A study of contrast-enhanced functional microwave imaging

Microwave imaging (MWI) continues to develop as a low-cost portable complementary soft-tissue imaging modality, particularly in the context of breast cancer detection. Despite dramatic advancements in algorithmic development and signal acquisition, even the most recent imaging studies have shown that challenges still remain to improve this emerging technology´s spatial and contrast resolution for anatomical imaging. However, MWI´s ability to detect unique properties dependent on the physiological state of a tissue of interest at non-ionizing frequency ranges suggest it may be suitable for safer, cheaper functional imaging studies using non-radioactive contrast agents. This study explores applications in niches traditionally filled by nuclear medicine, where contrast-enhanced MWI could achieve resolutions comparable to existing imaging procedures but with no associated radiation dose.

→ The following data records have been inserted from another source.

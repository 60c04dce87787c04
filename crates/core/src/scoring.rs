//! Pure grading of an answer ledger against a question bank.

use std::collections::BTreeSet;

use serde::{Deserialize, Serialize};

use crate::model::{Answer, AnswerLedger, CorrectAnswer, OptionId, Question, QuestionBank};

/// Points earned versus available, with the rounded percentage.
#[derive(Debug, Clone, Copy, PartialEq, Eq, Serialize, Deserialize)]
#[serde(rename_all = "camelCase")]
pub struct ScoreBreakdown {
    pub earned_points: u64,
    pub total_points: u64,
    pub percent: u8,
}

/// A score judged against the assessment's passing threshold.
#[derive(Debug, Clone, Copy, PartialEq, Eq)]
pub struct Grade {
    pub score: ScoreBreakdown,
    pub passed: bool,
}

/// Points awarded for a single question.
///
/// Multi-select answers earn full points on an exact match and half points
/// (rounded half-up) when exactly one of "every correct option selected" and
/// "no incorrect option selected" holds.
#[must_use]
pub fn question_points(question: &Question, answer: &Answer) -> u64 {
    if !answer.is_answered() {
        return 0;
    }
    let points = u64::from(question.points());

    match (question.correct_answer(), answer) {
        (CorrectAnswer::Single(expected), Answer::Single(given)) => {
            if expected == given {
                points
            } else {
                0
            }
        }
        (CorrectAnswer::Multiple(expected), Answer::Multiple(given)) => {
            multi_select_points(expected, given, points)
        }
        (CorrectAnswer::Multiple(expected), Answer::Single(given)) => {
            multi_select_points(expected, &BTreeSet::from([given.clone()]), points)
        }
        _ => 0,
    }
}

fn multi_select_points(
    expected: &BTreeSet<OptionId>,
    given: &BTreeSet<OptionId>,
    points: u64,
) -> u64 {
    let all_correct_selected = expected.is_subset(given);
    let no_incorrect_selected = given.is_subset(expected);
    match (all_correct_selected, no_incorrect_selected) {
        (true, true) => points,
        (true, false) | (false, true) => points.div_ceil(2),
        (false, false) => 0,
    }
}

/// Rounded percentage; a zero-point total yields 0.
#[must_use]
pub fn percent(earned: u64, total: u64) -> u8 {
    if total == 0 {
        return 0;
    }
    let earned = earned.min(total);
    let rounded = (earned * 200 + total) / (total * 2);
    u8::try_from(rounded.min(100)).unwrap_or(100)
}

/// Score every question of `bank` against `ledger`.
#[must_use]
pub fn score(bank: &QuestionBank, ledger: &AnswerLedger) -> ScoreBreakdown {
    let mut earned_points = 0_u64;
    let mut total_points = 0_u64;

    for question in bank.iter() {
        total_points = total_points.saturating_add(u64::from(question.points()));
        if let Some(answer) = ledger.answer(question.id()) {
            earned_points = earned_points.saturating_add(question_points(question, answer));
        }
    }

    ScoreBreakdown {
        earned_points,
        total_points,
        percent: percent(earned_points, total_points),
    }
}

/// Score and apply the assessment's passing threshold.
#[must_use]
pub fn grade(bank: &QuestionBank, ledger: &AnswerLedger) -> Grade {
    let score = score(bank, ledger);
    Grade {
        passed: score.percent >= bank.assessment().passing_score(),
        score,
    }
}
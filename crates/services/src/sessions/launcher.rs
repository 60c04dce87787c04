use std::sync::Arc;

use exam_core::model::{CourseId, ModuleId};
use storage::repository::{AssessmentRepository, ProgressRepository, Storage};
use tracing::info;

use super::controller::{SessionContext, SessionController, SessionDeps};
use crate::Clock;
use crate::config::SessionConfig;
use crate::error::ControllerError;
use crate::proctoring::ProctorSources;

/// Resolves the assessment for a course module and starts a controller for it.
#[derive(Clone)]
pub struct AssessmentLauncher {
    clock: Clock,
    config: SessionConfig,
    assessments: Arc<dyn AssessmentRepository>,
    progress: Arc<dyn ProgressRepository>,
}

impl AssessmentLauncher {
    #[must_use]
    pub fn new(clock: Clock, storage: &Storage) -> Self {
        Self {
            clock,
            config: SessionConfig::default(),
            assessments: Arc::clone(&storage.assessments),
            progress: Arc::clone(&storage.progress),
        }
    }

    #[must_use]
    pub fn with_config(mut self, config: SessionConfig) -> Self {
        self.config = config;
        self
    }

    #[must_use]
    pub fn config(&self) -> &SessionConfig {
        &self.config
    }

    /// Load the module's assessment and start a session for it.
    ///
    /// # Errors
    ///
    /// Returns `ControllerError::Storage` if the assessment cannot be
    /// resolved; no timer or monitor is started in that case.
    pub async fn launch(
        &self,
        course_id: CourseId,
        module_id: ModuleId,
        sources: ProctorSources,
    ) -> Result<SessionController, ControllerError> {
        let assessment = self
            .assessments
            .get_assessment(&course_id, &module_id)
            .await?;
        info!(
            course = %course_id,
            module = %module_id,
            assessment = %assessment.id(),
            questions = assessment.questions().len(),
            "assessment resolved"
        );

        SessionController::start(
            assessment,
            SessionContext::new(course_id, module_id),
            SessionDeps {
                clock: self.clock,
                progress: Arc::clone(&self.progress),
                sources,
            },
            &self.config,
        )
    }
}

Non-toxic compounds that exhibit strong microwave-band responses, notably transition metal nanoparticles (S. Semenov et al., IFMBE Proc. 25/8, 311-313, 2009) and free radicals, may have promise in such contrast-enhanced imaging to provide metabolic rather than strictly anatomic data. To fully exploit the information available from these agents, the addition of an external weak polarizing magnetic field (PMF) across the imaging domain is necessary, which primarily influences ferromagnetic or strongly paramagnetic contrast agents within that domain (O.M. Bucci et al., IEEE Trans. Biomed. Eng., 58, 9, 2528-2536, 2011). Along with the traditionally measured changes in permittivity and conductivity, the PMF allows variations in magnetic susceptibility to contribute to the relevant microwave image data through resonance phenomena (P.C. Fannin, J. Mol. Liquids, 114, 79-87, 2004).